Grokfast: Accelerated Grokking by Amplifying Slow Gradients
This paper introduces the Grokfast algorithm, designed to accelerate the grokking phenomenon by amplifying slow-varying gradient components. The algorithm decomposes gradient signals into fast and slow components, targeting the slow component that contributes to delayed generalization. Grokfast uses spectral decomposition of parameter trajectories, and by amplifying the low-frequency (slow-varying) components, the algorithm significantly reduces the time to achieve generalization, making models grok up to 50 times faster.
Beyond Algorithmic Data
Omnigrok: Grokking Beyond Algorithmic Data
This study shows that grokking can occur in a variety of tasks beyond algorithmic data, such as image classification, sentiment analysis, and molecular prediction. Grokking is caused by the mismatch between training and test loss landscapes, resembling L and U shapes, respectively. The paper identifies representation learning as crucial to grokking, especially in tasks heavily reliant on high-quality representations. Large initialization scales and small weight decay can induce grokking, showing how training dynamics are sensitive to these factors.
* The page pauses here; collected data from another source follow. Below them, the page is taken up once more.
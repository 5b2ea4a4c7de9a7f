use thiserror::Error;

/// Core error type for refundstream.
/// Internally, modules can use `anyhow::Result<T>` for convenience,
/// but public boundaries should expose `CoreResult<T>` with this error.
///
/// None of these reach the display: the session boundary turns every one of
/// them into [`crate::session::FALLBACK_ERROR_TEXT`].
#[derive(Debug, Error)]
pub enum ExplainError {
    #[error("validation failed: {0}")]
    Validation(String),

    /// Stream-opening call answered with a non-success status.
    #[error("explain backend returned status {status}")]
    Transport { status: u16 },

    /// Connection could not be established or the request could not be sent.
    #[error("explain backend unavailable: {0}")]
    Unavailable(String),

    /// The response body could not be read as a byte stream.
    #[error("response stream unavailable: {0}")]
    StreamUnavailable(String),

    #[error(transparent)]
    Io(#[from] std::io::Error),

    #[error(transparent)]
    Other(#[from] anyhow::Error),
}

impl ExplainError {
    /// Short, stable label used for telemetry and span fields.
    pub fn kind(&self) -> &'static str {
        match self {
            Self::Validation(_) => "validation",
            Self::Transport { .. } => "transport",
            Self::Unavailable(_) => "unavailable",
            Self::StreamUnavailable(_) => "stream_unavailable",
            Self::Io(_) => "io",
            Self::Other(_) => "other",
        }
    }
}

pub type CoreResult<T> = std::result::Result<T, ExplainError>;
use std::time::Duration;

use futures_util::StreamExt;
use reqwest::Client;
use serde::Serialize;
use tracing::{debug, warn};

use crate::config::HttpCfg;
use crate::error::{CoreResult, ExplainError};
use crate::stream::ChunkStream;

/// Request context carries correlation ids.
#[derive(Clone, Copy, Default)]
pub struct RequestCtx<'a> {
    pub request_id: Option<&'a str>,
}

/// Thin wrapper around reqwest::Client with defaults and helpers.
#[derive(Debug, Clone)]
pub struct HttpClient {
    inner: Client,
    user_agent: String,
}

impl HttpClient {
    pub fn new_default() -> CoreResult<Self> {
        Self::from_config(&HttpCfg::default())
    }

    pub fn from_config(cfg: &HttpCfg) -> CoreResult<Self> {
        let mut builder =
            Client::builder().connect_timeout(Duration::from_millis(cfg.connect_timeout_ms));
        if cfg.request_timeout_ms > 0 {
            builder = builder.timeout(Duration::from_millis(cfg.request_timeout_ms));
        }
        if let Some(n) = cfg.pool_max_idle_per_host {
            builder = builder.pool_max_idle_per_host(n);
        }
        let inner = builder
            .build()
            .map_err(|e| ExplainError::Other(anyhow::anyhow!("http client build failed: {e}")))?;
        Ok(Self {
            inner,
            user_agent: "refundstream/0.1".to_string(),
        })
    }

    /// POST JSON and return the response body as a stream of raw chunks.
    ///
    /// One attempt only. A non-success status becomes `Transport`, a failed
    /// send becomes `Unavailable`, and a body read failure is yielded as a
    /// `StreamUnavailable` item.
    pub async fn post_stream<T: Serialize + ?Sized>(
        &self,
        url: &str,
        body: &T,
        ctx: &RequestCtx<'_>,
    ) -> CoreResult<ChunkStream> {
        let mut req = self
            .inner
            .post(url)
            .json(body)
            .header("User-Agent", &self.user_agent)
            .header("Accept", "text/event-stream");

        if let Some(rid) = ctx.request_id {
            req = req.header("X-Request-Id", rid);
        }

        let resp = req
            .send()
            .await
            .map_err(|e| ExplainError::Unavailable(e.to_string()))?;

        let status = resp.status();
        let upstream_id = extract_request_id(resp.headers());
        if !status.is_success() {
            let body = resp.text().await.unwrap_or_default();
            warn!(
                status = status.as_u16(),
                upstream_request_id = upstream_id.as_deref(),
                body = %truncate(&body, 300),
                "explain stream rejected"
            );
            return Err(ExplainError::Transport {
                status: status.as_u16(),
            });
        }

        let content_type = resp
            .headers()
            .get(reqwest::header::CONTENT_TYPE)
            .and_then(|v| v.to_str().ok())
            .unwrap_or("");
        if !content_type.starts_with("text/event-stream") {
            debug!(content_type, "explain response is not declared as an event stream");
        }

        let chunks = resp
            .bytes_stream()
            .map(|r| r.map_err(|e| ExplainError::StreamUnavailable(e.to_string())));
        Ok(chunks.boxed())
    }
}

fn extract_request_id(headers: &reqwest::header::HeaderMap) -> Option<String> {
    static CANDIDATES: [&str; 3] = ["x-request-id", "request-id", "x-amzn-requestid"];
    for k in CANDIDATES {
        if let Some(v) = headers.get(k)
            && let Ok(s) = v.to_str()
        {
            return Some(s.to_string());
        }
    }
    None
}

fn truncate(s: &str, max: usize) -> String {
    if s.len() > max {
        let mut end = max;
        while !s.is_char_boundary(end) {
            end -= 1;
        }
        let mut t = s[..end].to_string();
        t.push_str("...");
        t
    } else {
        s.to_string()
    }
}
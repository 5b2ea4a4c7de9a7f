//! Telemetry for explain sessions.
//! By default, no telemetry is emitted unless a sink is installed via `set_telemetry_sink`.
//! Session spans are always recorded through `tracing`; the sink is an extra,
//! structured per-session record.

pub mod keys;
pub mod types;
#[cfg(test)]
pub mod test_span;

pub use keys::*;
pub use types::*;

use std::sync::Arc;

use once_cell::sync::OnceCell;

/// Implement this to receive one record per finished session.
///
/// Implementations must be thread-safe and should not panic; `record` runs on
/// whichever task finished the session.
pub trait TelemetrySink: Send + Sync + 'static {
    fn record(&self, trace: crate::telemetry::SessionTrace);
}

static TELEMETRY_SINK: OnceCell<Arc<dyn TelemetrySink>> = OnceCell::new();

// In tests, gate emission to only the calling test thread to avoid cross-test interference.
#[cfg(test)]
thread_local! {
    static TEST_CAPTURE: std::cell::Cell<bool> = const { std::cell::Cell::new(false) };
}

/// Install a global telemetry sink. Returns `false` if a sink is already installed.
///
/// This is a write-once global for the process lifetime (backed by `OnceCell`).
pub fn set_telemetry_sink(sink: Arc<dyn TelemetrySink>) -> bool {
    TELEMETRY_SINK.set(sink).is_ok()
}

/// Emit a session record if a sink is installed.
///
/// In tests, emission is suppressed unless explicitly enabled via `test_set_capture_enabled`.
#[inline]
pub(crate) fn emit(trace: crate::telemetry::SessionTrace) {
    #[cfg(test)]
    {
        if !TEST_CAPTURE.with(|c| c.get()) {
            return;
        }
    }
    if let Some(sink) = TELEMETRY_SINK.get() {
        sink.record(trace);
    }
}

#[cfg(test)]
/// Test-only helper: enable or disable capture for the current test thread.
pub fn test_set_capture_enabled(enabled: bool) {
    TEST_CAPTURE.with(|c| c.set(enabled));
}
Grokking of Hierarchical Structure in Vanilla Transformers
This paper demonstrates grokking on datasets containing hierarchical structures rather than just algorithmic datasets. A non-hierarchical rule is more like a shallow pattern that does not require deeper understanding of the structure, but the hierarchical rule requires understanding of the structure of the sentence. Transformers exhibit an inverted U-shaped relationship between depth and generalization. The study introduces the "tree-structuredness" metric as a means to predict the optimal model depth for achieving structural grokking. The findings provide evidence that vanilla transformers, with sufficient training, can discover and utilize hierarchical sentence structures.
Grokked Transformers are Implicit Reasoners: A Mechanistic Journey to the Edge of Generalization
This paper investigates whether transformers can learn implicit reasoning skills such as composition and comparison on datasets other than modulo arithmetic. It finds that transformers can learn implicit reasoning but only through grokking. The paper emphasizes that data distribution, rather than size, plays a critical role in grokking and generalization. A higher ratio of inferred facts to atomic facts accelerates grokking, underscoring the importance of data composition over sheer volume. Fully grokked transformers outperform state-of-the-art models like GPT-4-Turbo and Gemini-1.5-Pro in complex reasoning tasks.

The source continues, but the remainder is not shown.